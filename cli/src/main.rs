use std::path::{Path, PathBuf};
use std::process::ExitCode;
use std::sync::Arc;

use async_std::task;
use clap::Parser;
use core_types::{AbortReason, ConfirmationInput, ConfirmationState, DeletionOutcome};
use safe_uninstall::confirmation::ConfirmationFlow;
use safe_uninstall::error::ValidationError;
use safe_uninstall::project_root::PathValidator;
use safe_uninstall::rename::FallbackRenamer;
use safe_uninstall::trash::{
    MockTrashOps, SystemTrashOps, TrashDisposition, TrashDispatcher, TrashOps, TrashStrategy,
};
use service::uninstall_service::UninstallService;
use tempfile::TempDir;

/// Safe-uninstall verification harness.
///
/// Exercises the path validator, the confirmation flow, the trash dispatcher
/// and the fallback renamer against disposable dummy directories, never the
/// real installation. Exits 0 when every platform-applicable code path
/// passes, non-zero otherwise.
#[derive(Parser, Debug)]
struct Cli {
    /// Print the detail line for passing checks too
    #[arg(short, long)]
    verbose: bool,
}

struct CheckResult {
    label: &'static str,
    detail: String,
    ok: bool,
}

impl CheckResult {
    fn pass(label: &'static str, detail: impl Into<String>) -> Self {
        Self {
            label,
            detail: detail.into(),
            ok: true,
        }
    }

    fn fail(label: &'static str, detail: impl Into<String>) -> Self {
        Self {
            label,
            detail: detail.into(),
            ok: false,
        }
    }
}

/// Disposable project folder carrying both markers, like the real layout.
fn make_dummy_project(label: &str) -> (TempDir, PathBuf) {
    let base = tempfile::Builder::new()
        .prefix(&format!("showcase_smoke_{}_", label))
        .tempdir()
        .expect("failed to create temp dir");
    let project = base.path().join("Showcase-E2E");
    std::fs::create_dir(&project).unwrap();
    std::fs::write(project.join("Cargo.toml"), "[workspace]\n").unwrap();
    std::fs::write(project.join("README.md"), "# Showcase E2E\n").unwrap();
    std::fs::create_dir(project.join("assignments")).unwrap();
    (base, project)
}

fn validator() -> PathValidator {
    PathValidator::with_home_dir(file_system::PROJECT_MARKER_FILES, None)
}

fn confirm(name: &str) -> Vec<ConfirmationInput> {
    vec![
        ConfirmationInput::Proceed,
        ConfirmationInput::TypedText(name.to_string()),
    ]
}

fn mock_service(ops: Arc<MockTrashOps>) -> UninstallService<safe_uninstall::fs_ops::StdFileSystemOps, MockTrashOps> {
    UninstallService::with_components(
        validator(),
        TrashDispatcher::with_ops(TrashStrategy::detect(), ops),
        FallbackRenamer::new(),
    )
}

fn check_validator_rejects_root() -> CheckResult {
    let label = "validator/filesystem-root";
    match validator().validate(Path::new("/")) {
        Err(ValidationError::FilesystemRoot) => CheckResult::pass(label, "rejected"),
        other => CheckResult::fail(label, format!("expected FilesystemRoot, got {:?}", other)),
    }
}

fn check_validator_rejects_home() -> CheckResult {
    let label = "validator/home-directory";
    // A fully marked project is still refused when it is the home dir.
    let (_base, project) = make_dummy_project("home");
    let home_validator = PathValidator::with_home_dir(
        file_system::PROJECT_MARKER_FILES,
        Some(project.clone()),
    );
    match home_validator.validate(&project) {
        Err(ValidationError::HomeDirectory) => CheckResult::pass(label, "rejected"),
        other => CheckResult::fail(label, format!("expected HomeDirectory, got {:?}", other)),
    }
}

fn check_validator_requires_markers() -> CheckResult {
    let label = "validator/missing-marker";
    let (_base, project) = make_dummy_project("marker");
    std::fs::remove_file(project.join("README.md")).unwrap();
    match validator().validate(&project) {
        Err(ValidationError::MarkerMissing(name)) if name == "README.md" => {
            CheckResult::pass(label, "rejected")
        }
        other => CheckResult::fail(label, format!("expected MarkerMissing, got {:?}", other)),
    }
}

fn check_validator_accepts_project() -> CheckResult {
    let label = "validator/accepts-project";
    let (_base, project) = make_dummy_project("accept");
    match validator().validate(&project) {
        Ok(root) if root.folder_name() == "Showcase-E2E" => CheckResult::pass(label, "accepted"),
        other => CheckResult::fail(label, format!("expected Ok, got {:?}", other)),
    }
}

fn check_confirmation_exact_match() -> CheckResult {
    let label = "confirmation/exact-match";
    let state = ConfirmationFlow::new("Showcase-E2E").run(confirm("Showcase-E2E"));
    if state == ConfirmationState::Confirmed {
        CheckResult::pass(label, "confirmed")
    } else {
        CheckResult::fail(label, format!("expected Confirmed, got {:?}", state))
    }
}

fn check_confirmation_mismatch_cancels() -> CheckResult {
    let label = "confirmation/mismatch-cancels";
    let state = ConfirmationFlow::new("Showcase-E2E").run(confirm("showcase-e2e"));
    if state == ConfirmationState::Cancelled {
        CheckResult::pass(label, "cancelled")
    } else {
        CheckResult::fail(label, format!("expected Cancelled, got {:?}", state))
    }
}

async fn check_coordinator_rejects_root() -> CheckResult {
    let label = "coordinator/filesystem-root";
    let ops = Arc::new(MockTrashOps::new());
    let outcome = mock_service(ops.clone())
        .attempt_uninstall(Path::new("/"), confirm("/"))
        .await;
    match outcome {
        DeletionOutcome::Aborted {
            reason: AbortReason::ValidationRejected(_),
        } if ops.total_calls() == 0 => CheckResult::pass(label, "aborted without filesystem call"),
        other => CheckResult::fail(label, format!("got {:?}", other)),
    }
}

async fn check_coordinator_moves_to_trash() -> CheckResult {
    let label = "coordinator/trash-moved";
    let (_base, project) = make_dummy_project("moved");
    let outcome = mock_service(Arc::new(MockTrashOps::new()))
        .attempt_uninstall(&project, confirm("Showcase-E2E"))
        .await;
    match outcome {
        DeletionOutcome::MovedToTrash { mechanism } => {
            CheckResult::pass(label, format!("moved via {}", mechanism))
        }
        other => CheckResult::fail(label, format!("got {:?}", other)),
    }
}

async fn check_coordinator_fallback_rename() -> CheckResult {
    let label = "coordinator/fallback-rename";
    let (_base, project) = make_dummy_project("rename");
    let outcome = mock_service(Arc::new(MockTrashOps::unavailable()))
        .attempt_uninstall(&project, confirm("Showcase-E2E"))
        .await;
    match outcome {
        DeletionOutcome::RenamedFallback { new_path } => {
            let name = new_path
                .file_name()
                .map(|n| n.to_string_lossy().to_string())
                .unwrap_or_default();
            let ok = new_path.exists()
                && !project.exists()
                && name.starts_with("Showcase-E2E.DELETE_ME_");
            if ok {
                CheckResult::pass(label, format!("renamed to {}", name))
            } else {
                CheckResult::fail(label, format!("bad rename target {}", new_path.display()))
            }
        }
        other => CheckResult::fail(label, format!("got {:?}", other)),
    }
}

async fn check_coordinator_wrong_confirmation() -> CheckResult {
    let label = "coordinator/wrong-confirmation";
    let (_base, project) = make_dummy_project("wrong");
    let ops = Arc::new(MockTrashOps::new());
    let outcome = mock_service(ops.clone())
        .attempt_uninstall(&project, confirm("Showcase"))
        .await;
    match outcome {
        DeletionOutcome::Aborted {
            reason: AbortReason::UserCancelled,
        } if ops.total_calls() == 0 && project.exists() => {
            CheckResult::pass(label, "aborted, directory untouched")
        }
        other => CheckResult::fail(label, format!("got {:?}", other)),
    }
}

/// Exercise the real platform mechanism against a dummy folder, falling back
/// to the renamer exactly as the coordinator would. May prompt for
/// automation permission on macOS; uses the rename path where no trash
/// facility exists.
async fn check_platform_trash_or_rename() -> CheckResult {
    let label = "platform/trash-or-rename";
    let (_base, project) = make_dummy_project("platform");
    let root = match validator().validate(&project) {
        Ok(root) => root,
        Err(e) => return CheckResult::fail(label, format!("dummy project invalid: {}", e)),
    };

    let strategy = TrashStrategy::detect();
    match SystemTrashOps.move_to_trash(root.path(), strategy).await {
        Ok(TrashDisposition::Moved(mechanism)) => {
            if project.exists() {
                CheckResult::fail(label, format!("{} reported success but folder remains", mechanism))
            } else {
                CheckResult::pass(label, format!("trashed via {}", mechanism))
            }
        }
        Ok(TrashDisposition::Unavailable) | Err(_) => {
            match FallbackRenamer::new().safe_rename(&root) {
                Ok(new_path) if new_path.exists() && !project.exists() => {
                    CheckResult::pass(label, format!("renamed to {}", new_path.display()))
                }
                Ok(new_path) => {
                    CheckResult::fail(label, format!("rename left {} inconsistent", new_path.display()))
                }
                Err(e) => CheckResult::fail(label, format!("rename failed: {}", e)),
            }
        }
    }
}

fn main() -> ExitCode {
    let args = Cli::parse();

    let results: Vec<CheckResult> = task::block_on(async {
        vec![
            check_validator_rejects_root(),
            check_validator_rejects_home(),
            check_validator_requires_markers(),
            check_validator_accepts_project(),
            check_confirmation_exact_match(),
            check_confirmation_mismatch_cancels(),
            check_coordinator_rejects_root().await,
            check_coordinator_moves_to_trash().await,
            check_coordinator_fallback_rename().await,
            check_coordinator_wrong_confirmation().await,
            check_platform_trash_or_rename().await,
        ]
    });

    println!("Safe Uninstall smoke summary:");
    let mut all_ok = true;
    for result in &results {
        let status = if result.ok { "OK" } else { "FAIL" };
        if args.verbose || !result.ok {
            println!(" - {}: {} ({})", result.label, status, result.detail);
        } else {
            println!(" - {}: {}", result.label, status);
        }
        all_ok = all_ok && result.ok;
    }

    if all_ok {
        ExitCode::SUCCESS
    } else {
        eprintln!("One or more checks failed.");
        ExitCode::FAILURE
    }
}
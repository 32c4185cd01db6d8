use std::path::{Path, PathBuf};
use std::sync::{Arc, Mutex};

use core_types::{ScriptDescriptor, Settings};

use crate::error::TerminalRunnerError;
use crate::{run_in_terminal, ProcessHandle};

/// Trait for terminal launch operations.
///
/// Abstracts the launch so the shell controller can be tested without
/// opening terminal windows.
#[async_trait::async_trait]
pub trait TerminalRunnerOps: Send + Sync {
    /// Spawns the script detached in a terminal and returns its handle.
    async fn run_script(
        &self,
        descriptor: &ScriptDescriptor,
        project_root: &Path,
        settings: &Settings,
    ) -> Result<ProcessHandle, TerminalRunnerError>;
}

/// Default implementation that performs the actual launch.
#[derive(Debug, Clone, Copy, Default)]
pub struct DefaultTerminalRunnerOps;

impl DefaultTerminalRunnerOps {
    pub fn new() -> Self {
        Self
    }
}

#[async_trait::async_trait]
impl TerminalRunnerOps for DefaultTerminalRunnerOps {
    async fn run_script(
        &self,
        descriptor: &ScriptDescriptor,
        project_root: &Path,
        settings: &Settings,
    ) -> Result<ProcessHandle, TerminalRunnerError> {
        run_in_terminal(descriptor, project_root, settings).await
    }
}

/// Represents a recorded call to the mock runner.
#[derive(Debug, Clone)]
pub struct LaunchCall {
    pub script_path: PathBuf,
    pub preferred_terminal: String,
}

/// Mock implementation for testing launch behavior.
#[derive(Clone, Default)]
pub struct MockTerminalRunnerOps {
    should_fail: bool,
    error_message: Option<String>,
    launch_calls: Arc<Mutex<Vec<LaunchCall>>>,
}

impl MockTerminalRunnerOps {
    /// Mock that succeeds on every launch.
    pub fn new() -> Self {
        Self::default()
    }

    /// Mock that fails every launch with the given error message.
    pub fn with_failure(error_msg: impl Into<String>) -> Self {
        Self {
            should_fail: true,
            error_message: Some(error_msg.into()),
            ..Default::default()
        }
    }

    pub fn launch_calls(&self) -> Vec<LaunchCall> {
        self.launch_calls.lock().unwrap().clone()
    }

    pub fn total_calls(&self) -> usize {
        self.launch_calls.lock().unwrap().len()
    }
}

#[async_trait::async_trait]
impl TerminalRunnerOps for MockTerminalRunnerOps {
    async fn run_script(
        &self,
        descriptor: &ScriptDescriptor,
        _project_root: &Path,
        settings: &Settings,
    ) -> Result<ProcessHandle, TerminalRunnerError> {
        self.launch_calls.lock().unwrap().push(LaunchCall {
            script_path: descriptor.path.clone(),
            preferred_terminal: settings.preferred_terminal().to_string(),
        });
        if self.should_fail {
            return Err(TerminalRunnerError::IoError(
                self.error_message
                    .clone()
                    .unwrap_or_else(|| "Mock launch failed".to_string()),
            ));
        }
        Ok(ProcessHandle::detached())
    }
}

+-------+

§ Description of the task
From the entries, give the number of lines where the string "MockTerminalRunnerOps" is found, and nothing else.

§ Answer
3